◆ About this exercise:
All lines below containing the string "unwrap" are to be copied.
START Records for this task
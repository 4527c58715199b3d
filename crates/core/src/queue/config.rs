//! Queue configuration.

use serde::{Deserialize, Serialize};
use std::time::Duration;

/// Configuration for the durable queue.
#[derive(Debug, Clone, Serialize, Deserialize)]
pub struct QueueConfig {
    /// How often each consumer polls for due messages (milliseconds).
    #[serde(default = "default_poll_interval")]
    pub poll_interval_ms: u64,

    /// How long a claimed message stays invisible to other consumers
    /// (seconds). A consumer that dies mid-processing loses its claim after
    /// this timeout and the message becomes re-deliverable.
    #[serde(default = "default_visibility_timeout")]
    pub visibility_timeout_secs: u64,

    /// Escalating delays applied between handler retries (seconds). Once
    /// the sequence is exhausted the message is dead-lettered for operator
    /// inspection.
    #[serde(default = "default_retry_delays")]
    pub retry_delays_secs: Vec<u64>,
}

fn default_poll_interval() -> u64 {
    500
}

fn default_visibility_timeout() -> u64 {
    30
}

fn default_retry_delays() -> Vec<u64> {
    // 1s, 1m, 5m, 10m, 30m, 1h, 2h, 4h
    vec![1, 60, 300, 600, 1800, 3600, 7200, 14400]
}

impl QueueConfig {
    pub fn poll_interval(&self) -> Duration {
        Duration::from_millis(self.poll_interval_ms)
    }

    pub fn visibility_timeout(&self) -> Duration {
        Duration::from_secs(self.visibility_timeout_secs)
    }
}

impl Default for QueueConfig {
    fn default() -> Self {
        Self {
            poll_interval_ms: default_poll_interval(),
            visibility_timeout_secs: default_visibility_timeout(),
            retry_delays_secs: default_retry_delays(),
        }
    }
}

#[cfg(test)]
mod tests {
    use super::*;

    #[test]
    fn test_default_config() {
        let config = QueueConfig::default();
        assert_eq!(config.poll_interval_ms, 500);
        assert_eq!(config.visibility_timeout_secs, 30);
        assert_eq!(config.retry_delays_secs.len(), 8);
        assert_eq!(config.retry_delays_secs[0], 1);
        assert_eq!(*config.retry_delays_secs.last().unwrap(), 14400);
    }

    #[test]
    fn test_retry_delays_escalate() {
        let delays = QueueConfig::default().retry_delays_secs;
        for pair in delays.windows(2) {
            assert!(pair[0] < pair[1]);
        }
    }

    #[test]
    fn test_deserialize_minimal() {
        let config: QueueConfig = toml::from_str("").unwrap();
        assert_eq!(config.poll_interval_ms, 500);
    }

    #[test]
    fn test_deserialize_full() {
        let toml = r#"
            poll_interval_ms = 100
            visibility_timeout_secs = 5
            retry_delays_secs = [1, 2, 3]
        "#;
        let config: QueueConfig = toml::from_str(toml).unwrap();
        assert_eq!(config.poll_interval_ms, 100);
        assert_eq!(config.visibility_timeout_secs, 5);
        assert_eq!(config.retry_delays_secs, vec![1, 2, 3]);
    }
}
END Records for this task
◆ Written answer:
        assert_eq!(*config.retry_delays_secs.last().unwrap(), 14400);
        let config: QueueConfig = toml::from_str("").unwrap();
        let config: QueueConfig = toml::from_str(toml).unwrap();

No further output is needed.